OBSERVED SHIFTS IN δD, δ18O, AND Δʹ17O IN PRECIPITATION AT ALLENDALE, MICHIGAN: 2021–2023

Oxygen and hydrogen stable isotopes in precipitation have long been utilized as a tool for tracking atmospheric processes, including shifts in vapor source, weather patterns, and evaporative effects. Here we present meteoric water sample data from a downwind site east of Lake Michigan (the GVSU Allendale campus) collected from 2021–2023 by several undergraduate students. We measured hydrogen isotopes (δD), oxygen isotopes (δ¹⁸O), and the derived d‑excess parameter (d‑excess = δD – 8 × δ¹⁸O). We also measured the triple oxygen isotope parameter [Δʹ¹⁷O = ln(δ¹⁷O+1) – 0.528×ln(δ¹⁸O+1)], which can now be measured at high precision (± 0.01 ‰). Δʹ¹⁷O can add information beyond what can be inferred from the traditional mass balance approach, in part because it is temperature invariant relative to d-excess.

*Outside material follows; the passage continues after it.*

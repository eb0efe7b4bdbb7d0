pub mod linux;
pub mod syscall;
pub mod test;

pub use syscall::{create_syscall, Syscall};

These data were collected as part of a larger study investigating the possibility of isotopically quantifying evaporation from Lake Michigan. In this presentation, we seek to fundamentally describe observed trends in each parameter over several seasons and compare our results with other isotopic observations of precipitation in West Michigan. The data show that δ¹⁸O and δD data generally follow expected trends with high variability, with increases during summer and decreases during winter. Notably, d-excess and Δʹ¹⁷O data reach high values (>25 ‰ and >50 per meg, respectively) in winter, commonly associated with snow. Δʹ¹⁷O and d-excess are correlated overall but not always strongly, especially during winter months. This is likely due to the effects of lake evaporation being strongest during the cold season. Together, these data describe meaningful hydrologic variability in the region and provide insights into regional moisture recycling processes.